Welcome!
Fork this repo for your homework submissions. Make sure your fork has a nice, descriptive name. Leaving the name as “lmu-cmsi-3801-template” is misleading, and keeping it indicates you are not taking sufficient pride in your work. After forking, please replace the contents of this readme file with information about your submissions, including the name(s) of the students, and a description of each assignment (as they are turned in).
Don’t bother with notes to the graders. Such notes go into your BrightSpace submissions, not your GitHub repository.
Your homework submissions will consist of programs in the following languages. To keep things simple, there is a separate folder for each language.
- Homework 1 (Scripting): Lua, Python, JavaScript
- Homework 2 (Enterprise): Java, Kotlin, Swift
- Homework 3 (Theory): TypeScript, OCaml, Haskell
- Homework 4 (Systems): C, C++, Rust
- Homework 5 (Concurrency): Go
At each homework deadline, the graders will clone your repo and run the tests. I will be inspecting the source code, grading your work on style, clarity, and appropriate use of language idioms. Do not throw away points in these areas: use code formatters and linters. Please consider it a moral obligation to use these tools. Not doing so is a violation of professional ethics. You must respect the naming, capitalization, formatting, spacing, and indentation conventions of each language.
The test files are included in the repo already. They are available for YOU! They will help you not only learn the languages and concepts covered in this course, but to help you with professional practice. You should get accustomed to writing code to make tests pass. As you grow in your profession, you will get used to writing your tests early.
The test suites are run like so (assuming you have a Unix-like shell, modify as necessary if you have Windows):
lua exercises_test.lua
python3 exercises_test.py
npm test
javac *.java && java ExercisesTest
kotlinc *.kt -include-runtime -d test.jar && java -jar test.jar
swiftc -o main exercises.swift main.swift && ./main
npm test
ocamlc exercises.ml exercises_test.ml && ./a.out
ghc ExercisesTest.hs && ./ExercisesTest
gcc string_stack.c string_stack_test.c && ./a.out
g++ -std=c++20 stack_test.cpp && ./a.out
cargo test
go run restaurant.go
Your grade is a reflection not only of your ability to write code to pass existing tests, but also of your ability to construct software in a professional setting. Therefore, the following will contribute rather heavily to your score:
- Following all submission instructions! Pay attention to every requirement such as replacing the contents of this readme file and including the names of all participants of any group work.

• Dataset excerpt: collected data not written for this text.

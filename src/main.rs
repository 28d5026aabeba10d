//! Sky Hopper entry point
//!
//! Headless demo driver: a scripted pilot plays a few sessions at the fixed
//! cadence while the event stream goes to the log. Useful for soak-testing
//! the sim without a host engine attached.

use sky_hopper::consts::SIM_DT;
use sky_hopper::sim::{
    EndOutcome, GameEvent, GamePhase, GameState, PlatformKind, TickInput, Viewport, fixed_step,
    variable_step,
};
use sky_hopper::{AudioMixer, Tuning};

/// Give up on a session after this much simulated time
const MAX_SESSION_SECS: f32 = 180.0;
/// Frame cap for the reset flight; the tween finishes far sooner
const MAX_RESET_FRAMES: u32 = 10_000;

fn main() {
    env_logger::init();

    let seed = std::env::args()
        .nth(1)
        .and_then(|arg| arg.parse().ok())
        .unwrap_or(0xC0FFEE);

    let mixer = AudioMixer::new();
    let mut state = GameState::new(seed, Tuning::default(), Viewport::default());
    log::info!("demo run, seed {seed}");

    for session in 1..=3u32 {
        state.start_game();
        let mut elapsed = 0.0;

        while !state.phase.is_ended() && elapsed < MAX_SESSION_SECS {
            let input = autopilot(&state);
            variable_step(&mut state, &input, SIM_DT);
            fixed_step(&mut state, SIM_DT);
            drain_events(&mut state, &mixer);
            elapsed += SIM_DT;
        }

        let GamePhase::Ended(outcome) = state.phase else {
            log::warn!("session {session} hit the time cap, aborting demo");
            break;
        };
        log::info!(
            "session {session}: {:?} after {elapsed:.1}s, level {}, best altitude {:.1}",
            outcome,
            state.progress.current_level,
            state.progress.highest_altitude
        );

        // Victory continues seamlessly on the next start; defeat flies the
        // camera home and rebuilds the scene first
        if outcome == EndOutcome::Defeat {
            state.reset_game();
            let mut frames = 0;
            while state.phase != GamePhase::Idle && frames < MAX_RESET_FRAMES {
                variable_step(&mut state, &TickInput::default(), SIM_DT);
                fixed_step(&mut state, SIM_DT);
                frames += 1;
            }
            drain_events(&mut state, &mixer);
        }
    }
}

/// Scripted pilot: steer toward the next platform overhead and hop whenever
/// possible, spending the double jump on the way down.
fn autopilot(state: &GameState) -> TickInput {
    let player = &state.player;

    let target = state
        .platforms()
        .filter(|p| p.top_y() > player.pos.y)
        .min_by(|a, b| {
            a.top_y()
                .partial_cmp(&b.top_y())
                .unwrap_or(std::cmp::Ordering::Equal)
        });

    let move_x = target
        .map(|p| (p.pos.x - player.pos.x).clamp(-1.0, 1.0))
        .unwrap_or(0.0);
    // Press, don't hold: skip frames where the previous hop is still rising
    let jump = (player.grounded && player.body.velocity.y <= 0.0)
        || (player.moving_down && player.can_double_jump);

    TickInput { move_x, jump }
}

fn drain_events(state: &mut GameState, mixer: &AudioMixer) {
    for event in state.take_events() {
        match event {
            GameEvent::Sound(cue) => {
                log::debug!("cue {cue:?} at gain {:.2}", mixer.effective_volume());
            }
            GameEvent::Pose(pose) => log::trace!("pose -> {}", pose.trigger_name()),
            GameEvent::Effect { kind, pos } => {
                log::trace!("effect {kind:?} at ({:.1}, {:.1})", pos.x, pos.y);
            }
            GameEvent::PlatformSpawned { id, kind, pos } => {
                if kind == PlatformKind::Winning {
                    log::info!("winning platform #{id} at ({:.1}, {:.1})", pos.x, pos.y);
                }
            }
            GameEvent::PlatformsCleared => log::debug!("platforms cleared"),
        }
    }
}
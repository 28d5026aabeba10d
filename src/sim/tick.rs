//! Driver-invoked step functions
//!
//! The host loop owns the cadence: `fixed_step` at [`crate::consts::SIM_DT`]
//! for physics, collision delivery, spawn cadence and scoring;
//! `variable_step` once per rendered frame for input intent and visual
//! interpolation. Single-threaded by construction - the only suspension is
//! the camera return tween, polled one step per frame.

use super::collision::{Contact, gather_contacts};
use super::state::GameState;

/// Input intent for one frame, already polled by the host
#[derive(Debug, Clone, Copy, Default)]
pub struct TickInput {
    /// Horizontal intent in [-1, 1]
    pub move_x: f32,
    /// Jump was pressed this frame (edge, not level)
    pub jump: bool,
}

/// Advance physics, collision, spawn cadence and scoring by one fixed step
pub fn fixed_step(state: &mut GameState, dt: f32) {
    state.time_ticks += 1;

    state.player.integrate(dt, &state.tuning.player);

    // Collision pass: overlaps diffed into synchronous enter/exit calls.
    // Skipped entirely while the body ignores geometry (death flight).
    if state.player.collision_enabled {
        let mut current: Vec<Contact> = Vec::new();
        gather_contacts(state.player.pos, state.platforms(), &mut current);

        let mut landed_on_win = false;
        for contact in &current {
            let is_new = !state
                .contacts
                .iter()
                .any(|(id, _)| *id == contact.platform_id);
            if is_new && state.player.surface_enter(contact.tag, contact.top_y) {
                landed_on_win = true;
            }
        }
        for (id, tag) in &state.contacts {
            if !current.iter().any(|c| c.platform_id == *id) {
                state.player.surface_exit(*tag);
            }
        }
        state.contacts = current.iter().map(|c| (c.platform_id, c.tag)).collect();

        if landed_on_win {
            state.process_game_end(true);
        }
    } else {
        // Turning collision response off ends every live contact, so the
        // grounded flag releases and gravity takes the body
        for (_, tag) in std::mem::take(&mut state.contacts) {
            state.player.surface_exit(tag);
        }
    }

    // Spawn cadence polls camera displacement each fixed step
    let camera_pos = state.camera.pos;
    state
        .spawner
        .tick(camera_pos, &state.viewport, &state.tuning.spawn, &mut state.events);

    // Scoring and bounds run after the physics/collision pass, never before
    state.process_score();
    state.process_player_bounds();

    state.player.process_graphics(&mut state.events);
}

/// Apply input intent and advance visual interpolation by one frame
pub fn variable_step(state: &mut GameState, input: &TickInput, dt: f32) {
    state
        .player
        .apply_input(input.move_x, input.jump, &state.tuning.player, &mut state.events);

    state.camera.tick(dt, &state.tuning.camera);

    // The return tween completing releases a pending reset sequence
    let rate = state.tuning.camera.return_rate;
    if state.camera.advance_return(dt, rate) && state.reset_pending {
        state.finish_reset();
    }
}
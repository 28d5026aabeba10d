//! Session sequencing
//!
//! Start, terminal transitions and the ordered reset flow, plus the
//! per-fixed-tick score and bounds evaluation. Terminal side effects fire
//! exactly once per ended run; the phase itself is the guard.

use glam::Vec2;

use super::state::{EndOutcome, GameEvent, GamePhase, GameState};
use crate::audio::SoundCue;
use crate::consts::*;

impl GameState {
    /// Begin (or, after a victory, continue) a session. A continue advances
    /// the level and scales the platform budget linearly with it. Calling
    /// this while Playing is prevented by the host UI, not re-validated
    /// here.
    pub fn start_game(&mut self) {
        if self.was_victory {
            self.progress.current_level += 1;
            self.progress.platform_count_max =
                self.tuning.spawn.starting_platform_count * self.progress.current_level;
            self.progress.highest_altitude = 0.0;
        }

        self.spawner.configure(self.progress.platform_count_max);
        self.camera.set_scroll_enabled(true);
        self.player.set_can_move(true);
        self.phase = GamePhase::Playing;
        self.was_victory = false;

        log::info!(
            "session start: level {}, platform budget {}",
            self.progress.current_level,
            self.progress.platform_count_max
        );
    }

    /// Terminal transition. Idempotent: a second call, with either outcome,
    /// changes nothing and emits nothing.
    pub fn process_game_end(&mut self, victory: bool) {
        if self.phase.is_ended() {
            return;
        }

        self.camera.set_scroll_enabled(false);
        let jump_power = self.tuning.player.jump_power;

        let outcome = if victory {
            self.player.win(jump_power);
            self.player.set_can_move(false);
            self.events.push(GameEvent::Sound(SoundCue::Win));
            EndOutcome::Victory
        } else {
            if !self.player.is_dead() {
                self.player.die(jump_power);
                self.player.set_can_move(false);
            }
            self.events.push(GameEvent::Sound(SoundCue::Fail));
            EndOutcome::Defeat
        };

        self.phase = GamePhase::Ended(outcome);
        self.was_victory = victory;

        log::info!(
            "session end: {:?} at level {}, best altitude {:.1}",
            outcome,
            self.progress.current_level,
            self.progress.highest_altitude
        );
    }

    /// Begin the ordered reset flow: the camera flies back first; platforms
    /// and the player are only touched once it has settled (see
    /// `finish_reset`). A no-op while a reset is already in flight.
    pub fn reset_game(&mut self) {
        if self.reset_pending || self.camera.returning() {
            return;
        }

        self.reset_pending = true;
        self.camera.return_to_start();
        log::info!("reset: camera returning to start");
    }

    /// Second half of the reset flow, run on the frame the camera reports
    /// its return complete.
    pub(crate) fn finish_reset(&mut self) {
        self.spawner.reset(self.tuning.spawn.camera_delta_threshold);
        self.events.push(GameEvent::PlatformsCleared);
        self.contacts.clear();

        self.player.reset();
        self.player.set_visible(true);

        self.reset_pending = false;
        self.phase = GamePhase::Idle;
        log::info!("reset complete");
    }

    /// Altitude tracking; frozen once the run has ended
    pub(crate) fn process_score(&mut self) {
        if !self.phase.is_ended() {
            let altitude = self.player.pos.y - self.player.start_pos().y;
            if altitude > self.progress.highest_altitude {
                self.progress.highest_altitude = altitude;
            }
        }
    }

    /// Screen-space bounds rules. Live run: leaving the viewport on any side
    /// is a defeat. Ended run: once the player has sunk far enough below the
    /// viewport it is hidden and repositioned - cleanup, not a transition.
    pub(crate) fn process_player_bounds(&mut self) {
        let screen = self
            .viewport
            .world_to_screen(self.player.pos, self.camera.pos);

        if !self.phase.is_ended() {
            let off_screen = screen.x < 0.0
                || screen.x > self.viewport.width
                || screen.y < 0.0
                || screen.y > self.viewport.height;
            if off_screen {
                self.process_game_end(false);
            }
        } else {
            let cleanup_line =
                self.viewport.height - self.viewport.height * OFFSCREEN_CLEANUP_FACTOR;
            if screen.y < cleanup_line {
                self.player.set_visible(false);
                self.player.reset();
            }
        }
    }

    /// World position for the host's best-altitude marker: pinned to the
    /// right edge of the screen at the best altitude reached.
    pub fn altitude_marker_pos(&self) -> Vec2 {
        let edge = self.viewport.screen_to_world(
            Vec2::new(self.viewport.width * ALTITUDE_MARKER_X_FACTOR, 0.0),
            self.camera.pos,
        );
        Vec2::new(edge.x, self.player.start_pos().y + self.progress.highest_altitude)
    }
}
use reltrack_api::{ReleaseNode, RepositoryDetailsNode, RepositoryNode};
use serde::{Deserialize, Serialize};

/// A tracked repository as listed by the backend
#[derive(Debug, Clone, PartialEq, Eq, Serialize, Deserialize)]
pub struct Repository {
    /// Opaque backend identifier, stable across refreshes
    pub id: String,
    /// `owner/repo`
    pub name: String,
    pub latest_release: Option<Release>,
}

/// A published version of a repository
#[derive(Debug, Clone, PartialEq, Eq, Serialize, Deserialize)]
pub struct Release {
    pub version: String,
    /// Raw date string from the backend; see [`crate::date`] for display
    pub published_at: Option<String>,
    /// Once true it stays true; nothing in this client unmarks a release
    pub seen: bool,
    /// Only filled in by the details query
    pub release_notes: Option<String>,
}

/// Detail view of a single repository
#[derive(Debug, Clone, PartialEq, Eq, Serialize, Deserialize)]
pub struct RepositoryDetails {
    pub name: String,
    pub stars: u64,
    pub forks: u64,
    pub latest_release: Option<Release>,
}

impl Repository {
    /// The mark-as-seen control is off only when there is a release and it
    /// has already been seen. No release means the control stays enabled.
    pub fn mark_seen_disabled(&self) -> bool {
        self.latest_release.as_ref().is_some_and(|r| r.seen)
    }

    /// `v1.2.3` or "No releases"
    pub fn release_badge(&self) -> String {
        match &self.latest_release {
            Some(release) => format!("v{}", release.version),
            None => "No releases".to_string(),
        }
    }

    pub fn html_url(&self) -> String {
        format!("https://github.com/{}", self.name)
    }
}

impl From<ReleaseNode> for Release {
    fn from(node: ReleaseNode) -> Self {
        Self {
            version: node.version,
            published_at: node.published_at,
            seen: node.seen.unwrap_or(false),
            release_notes: node.release_notes,
        }
    }
}

impl From<RepositoryNode> for Repository {
    fn from(node: RepositoryNode) -> Self {
        Self {
            id: node.id,
            name: node.name,
            latest_release: node.latest_release.map(Release::from),
        }
    }
}

impl From<RepositoryDetailsNode> for RepositoryDetails {
    fn from(node: RepositoryDetailsNode) -> Self {
        Self {
            name: node.name,
            stars: node.stars,
            forks: node.forks,
            latest_release: node.latest_release.map(Release::from),
        }
    }
}

#[cfg(test)]
pub(crate) mod fixtures {
    use super::*;

    pub fn release(version: &str, seen: bool) -> Release {
        Release {
            version: version.to_string(),
            published_at: Some("2024-03-05T00:00:00Z".to_string()),
            seen,
            release_notes: None,
        }
    }

    pub fn repo(id: &str, name: &str, release: Option<Release>) -> Repository {
        Repository {
            id: id.to_string(),
            name: name.to_string(),
            latest_release: release,
        }
    }

    pub fn details(name: &str) -> RepositoryDetails {
        RepositoryDetails {
            name: name.to_string(),
            stars: 1200,
            forks: 80,
            latest_release: Some(Release {
                release_notes: Some("## Fixes\n- everything".to_string()),
                ..release("1.0.0", false)
            }),
        }
    }
}
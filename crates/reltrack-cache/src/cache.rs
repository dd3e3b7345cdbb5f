use chrono::{DateTime, Utc};
use rusqlite::{params, Connection, OptionalExtension};
use serde::{de::DeserializeOwned, Serialize};
use std::sync::{Mutex, MutexGuard};
use thiserror::Error;
use tracing::debug;

#[derive(Error, Debug)]
pub enum CacheError {
    #[error("SQLite error: {0}")]
    Sqlite(#[from] rusqlite::Error),

    #[error("Serialization error: {0}")]
    Serialization(#[from] serde_json::Error),

    #[error("Cache lock poisoned")]
    Poisoned,
}

pub type Result<T> = std::result::Result<T, CacheError>;

/// Result cache keyed by operation name + serialized arguments
///
/// Backed by an in-memory SQLite database so nothing outlives the process.
/// The connection sits behind a mutex; share the manager through an `Arc`.
pub struct CacheManager {
    conn: Mutex<Connection>,
}

impl CacheManager {
    pub fn in_memory() -> Result<Self> {
        let conn = Connection::open_in_memory()?;

        Self::init_schema(&conn)?;

        Ok(Self {
            conn: Mutex::new(conn),
        })
    }

    fn init_schema(conn: &Connection) -> Result<()> {
        conn.execute(
            "CREATE TABLE IF NOT EXISTS responses (
                operation TEXT NOT NULL,
                arguments TEXT NOT NULL,
                data TEXT NOT NULL,
                cached_at INTEGER NOT NULL,
                PRIMARY KEY(operation, arguments)
            )",
            [],
        )?;

        Ok(())
    }

    fn lock(&self) -> Result<MutexGuard<'_, Connection>> {
        self.conn.lock().map_err(|_| CacheError::Poisoned)
    }

    /// Look up a cached result. `None` means a miss.
    pub fn get<T: DeserializeOwned>(&self, operation: &str, arguments: &str) -> Result<Option<T>> {
        let conn = self.lock()?;
        let data: Option<String> = conn
            .query_row(
                "SELECT data FROM responses WHERE operation = ?1 AND arguments = ?2",
                params![operation, arguments],
                |row| row.get(0),
            )
            .optional()?;

        match data {
            Some(json) => {
                debug!("Cache hit for {} {}", operation, arguments);
                Ok(Some(serde_json::from_str(&json)?))
            }
            None => {
                debug!("Cache miss for {} {}", operation, arguments);
                Ok(None)
            }
        }
    }

    /// When the entry was written, if there is one
    pub fn cached_at(&self, operation: &str, arguments: &str) -> Result<Option<DateTime<Utc>>> {
        let conn = self.lock()?;
        let stamp: Option<i64> = conn
            .query_row(
                "SELECT cached_at FROM responses WHERE operation = ?1 AND arguments = ?2",
                params![operation, arguments],
                |row| row.get(0),
            )
            .optional()?;

        Ok(stamp.and_then(DateTime::<Utc>::from_timestamp_millis))
    }

    /// Insert or replace a result
    pub fn set<T: Serialize>(&self, operation: &str, arguments: &str, value: &T) -> Result<()> {
        let json = serde_json::to_string(value)?;
        let conn = self.lock()?;
        conn.execute(
            "INSERT INTO responses (operation, arguments, data, cached_at)
             VALUES (?1, ?2, ?3, ?4)
             ON CONFLICT(operation, arguments)
             DO UPDATE SET data = excluded.data, cached_at = excluded.cached_at",
            params![operation, arguments, json, Utc::now().timestamp_millis()],
        )?;

        Ok(())
    }

    /// Drop every entry for one operation, whatever the arguments
    pub fn invalidate(&self, operation: &str) -> Result<usize> {
        let conn = self.lock()?;
        let removed = conn.execute(
            "DELETE FROM responses WHERE operation = ?1",
            params![operation],
        )?;

        if removed > 0 {
            debug!("Invalidated {} cached {} result(s)", removed, operation);
        }
        Ok(removed)
    }

    pub fn clear(&self) -> Result<()> {
        let conn = self.lock()?;
        conn.execute("DELETE FROM responses", [])?;
        Ok(())
    }

    pub fn len(&self) -> Result<usize> {
        let conn = self.lock()?;
        let count: i64 = conn.query_row("SELECT COUNT(*) FROM responses", [], |row| row.get(0))?;
        Ok(count as usize)
    }

    pub fn is_empty(&self) -> Result<bool> {
        Ok(self.len()? == 0)
    }
}
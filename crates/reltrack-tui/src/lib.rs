// Terminal UI implementation using ratatui
// The face of the release tracker

pub mod app;
pub mod runner;
pub mod ui;

pub use app::{Action, App, InputMode};
pub use runner::run_tui;
// GraphQL gateway transport for the release tracker backend
pub mod client;
pub mod graphql;
pub mod operations;

// Re-export common types
pub use client::{GatewayClient, GatewayError, Result, DEFAULT_ENDPOINT};
pub use graphql::{GraphQlError, GraphQlRequest, GraphQlResponse};
pub use operations::{
    AddRepository, GetRepositoryDetails, ListRepositories, MarkReleaseAsSeen, NameVariables,
    NamesVariables, NoVariables, Operation, RefreshRepositories, ReleaseIdVariables, ReleaseNode,
    RepositoryDetailsNode, RepositoryNode,
};
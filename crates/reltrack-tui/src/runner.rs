// TUI event loop and terminal management
use crate::app::Action;
use crate::App;
use crossterm::{
    event::{
        self, DisableMouseCapture, EnableMouseCapture, Event, KeyEventKind, MouseEventKind,
    },
    execute,
    terminal::{disable_raw_mode, enable_raw_mode, EnterAlternateScreen, LeaveAlternateScreen},
};
use ratatui::{backend::CrosstermBackend, Terminal};
use reltrack_core::{controller::run_effect, Effect, Message, TrackerBackend};
use std::io;
use std::sync::Arc;
use std::time::{Duration, Instant};
use tokio::sync::mpsc;
use tracing::{debug, info, warn};

/// How long to wait for input before redrawing (toasts need the ticks)
const TICK: Duration = Duration::from_millis(100);

pub async fn run_tui(
    mut app: App,
    backend: Arc<dyn TrackerBackend>,
    mouse_enabled: bool,
) -> anyhow::Result<()> {
    // Setup terminal
    enable_raw_mode()?;
    let mut stdout = io::stdout();
    if mouse_enabled {
        execute!(stdout, EnterAlternateScreen, EnableMouseCapture)?;
    } else {
        execute!(stdout, EnterAlternateScreen)?;
    }
    let mut terminal = Terminal::new(CrosstermBackend::new(stdout))?;

    let result = event_loop(&mut terminal, &mut app, backend).await;

    // Restore terminal even if the loop bailed out
    disable_raw_mode()?;
    if mouse_enabled {
        execute!(terminal.backend_mut(), LeaveAlternateScreen, DisableMouseCapture)?;
    } else {
        execute!(terminal.backend_mut(), LeaveAlternateScreen)?;
    }
    terminal.show_cursor()?;

    result
}

async fn event_loop(
    terminal: &mut Terminal<CrosstermBackend<io::Stdout>>,
    app: &mut App,
    backend: Arc<dyn TrackerBackend>,
) -> anyhow::Result<()> {
    // Finished requests come back here as messages
    let (tx, mut rx) = mpsc::unbounded_channel::<Message>();

    info!("Starting TUI");
    dispatch(app, Message::Init, &backend, &tx);

    loop {
        while let Ok(message) = rx.try_recv() {
            dispatch(app, message, &backend, &tx);
        }

        app.toasts.prune(Instant::now());
        terminal.draw(|f| crate::ui::render(f, app))?;

        if event::poll(TICK)? {
            match event::read()? {
                Event::Key(key) if key.kind == KeyEventKind::Press => match app.handle_key(key) {
                    Some(Action::Dispatch(message)) => dispatch(app, message, &backend, &tx),
                    Some(Action::OpenInBrowser(url)) => {
                        if let Err(e) = open::that(&url) {
                            app.error_message = Some(format!("Failed to open browser: {}", e));
                        }
                    }
                    Some(Action::Quit) => app.quit(),
                    None => {}
                },
                Event::Mouse(mouse) => match mouse.kind {
                    MouseEventKind::ScrollDown => app.next_repository(),
                    MouseEventKind::ScrollUp => app.previous_repository(),
                    _ => {}
                },
                _ => {}
            }
        }

        if app.should_quit {
            info!("Leaving TUI");
            break;
        }
    }

    Ok(())
}

/// Run the reducer, then start every resulting request on its own task so
/// the screen keeps redrawing while they are in flight. Nothing is
/// cancelled and nothing is queued behind anything else.
fn dispatch(
    app: &mut App,
    message: Message,
    backend: &Arc<dyn TrackerBackend>,
    tx: &mpsc::UnboundedSender<Message>,
) {
    for effect in app.apply(message, Instant::now()) {
        spawn_effect(effect, Arc::clone(backend), tx.clone());
    }
}

fn spawn_effect(
    effect: Effect,
    backend: Arc<dyn TrackerBackend>,
    tx: mpsc::UnboundedSender<Message>,
) {
    debug!("Spawning {:?}", effect);
    tokio::spawn(async move {
        if let Some(reply) = run_effect(backend.as_ref(), effect).await {
            if tx.send(reply).is_err() {
                warn!("UI went away before a request finished");
            }
        }
    });
}
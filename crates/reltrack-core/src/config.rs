use serde::{Deserialize, Serialize};
use std::path::{Path, PathBuf};

/// Main configuration structure
///
/// Loaded from the config file, then overridden by env vars and CLI args.
/// Priority: CLI > Env > File > Defaults
#[derive(Debug, Clone, Serialize, Deserialize, Default, PartialEq)]
pub struct Config {
    #[serde(default)]
    pub gateway: GatewayConfig,
    #[serde(default)]
    pub ui: UiConfig,
}

impl Config {
    /// Load config from the default location, or defaults if there is none
    pub fn load() -> crate::Result<Self> {
        Self::load_from(&Self::config_path()?)
    }

    /// Load config from an explicit path. A missing file is not an error.
    pub fn load_from(path: &Path) -> crate::Result<Self> {
        if path.exists() {
            let contents = std::fs::read_to_string(path)?;
            Self::from_toml(&contents)
        } else {
            Ok(Self::default())
        }
    }

    pub fn from_toml(contents: &str) -> crate::Result<Self> {
        toml::from_str(contents)
            .map_err(|e| crate::Error::ConfigError(format!("Failed to parse config: {}", e)))
    }

    pub fn to_toml(&self) -> crate::Result<String> {
        toml::to_string_pretty(self)
            .map_err(|e| crate::Error::ConfigError(format!("Failed to serialize config: {}", e)))
    }

    /// Apply an endpoint coming from the environment or the command line
    pub fn with_endpoint(mut self, endpoint: Option<String>) -> Self {
        if let Some(endpoint) = endpoint.filter(|e| !e.trim().is_empty()) {
            self.gateway.endpoint = endpoint;
        }
        self
    }

    /// `<config dir>/reltrack/config.toml`
    pub fn config_path() -> crate::Result<PathBuf> {
        let config_dir = dirs::config_dir()
            .ok_or_else(|| crate::Error::ConfigError("Could not find config directory".into()))?
            .join("reltrack");

        Ok(config_dir.join("config.toml"))
    }
}

#[derive(Debug, Clone, Serialize, Deserialize, PartialEq)]
pub struct GatewayConfig {
    /// GraphQL endpoint of the tracker backend
    #[serde(default = "default_endpoint")]
    pub endpoint: String,

    #[serde(default = "default_user_agent")]
    pub user_agent: String,
}

fn default_endpoint() -> String {
    reltrack_api::DEFAULT_ENDPOINT.to_string()
}

fn default_user_agent() -> String {
    format!("reltrack/{}", env!("CARGO_PKG_VERSION"))
}

impl Default for GatewayConfig {
    fn default() -> Self {
        Self {
            endpoint: default_endpoint(),
            user_agent: default_user_agent(),
        }
    }
}

#[derive(Debug, Clone, Serialize, Deserialize, PartialEq)]
pub struct UiConfig {
    /// How long a toast stays on screen
    #[serde(default = "default_notification_timeout")]
    pub notification_timeout_ms: u64,

    /// Enable mouse support in TUI
    #[serde(default = "default_mouse")]
    pub mouse_enabled: bool,
}

fn default_notification_timeout() -> u64 {
    3000
}

fn default_mouse() -> bool {
    true
}

impl Default for UiConfig {
    fn default() -> Self {
        Self {
            notification_timeout_ms: default_notification_timeout(),
            mouse_enabled: default_mouse(),
        }
    }
}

- Keeping a pristine GitHub repository. Do not push any file that does not belong (including but not limited to that silly
DS_Store
). Make sure all generated executables, intermediate files, third-party libraries, etc. are not committed. Your repo contents should be limited to your solution files, tests, configuration files, and.gitignore
files. - Adherence to naming and formatting conventions for the language you are writing in. Inconsistent indentation, for example, has no place in professional or student software. Neither does end-of-line whitespace, huge chunks of contiguous blank lines, and other types of messy coding practices that show friends, family, colleagues, and potential employers that you don’t care about your work.
- (As always) The readability and maintainability of your code.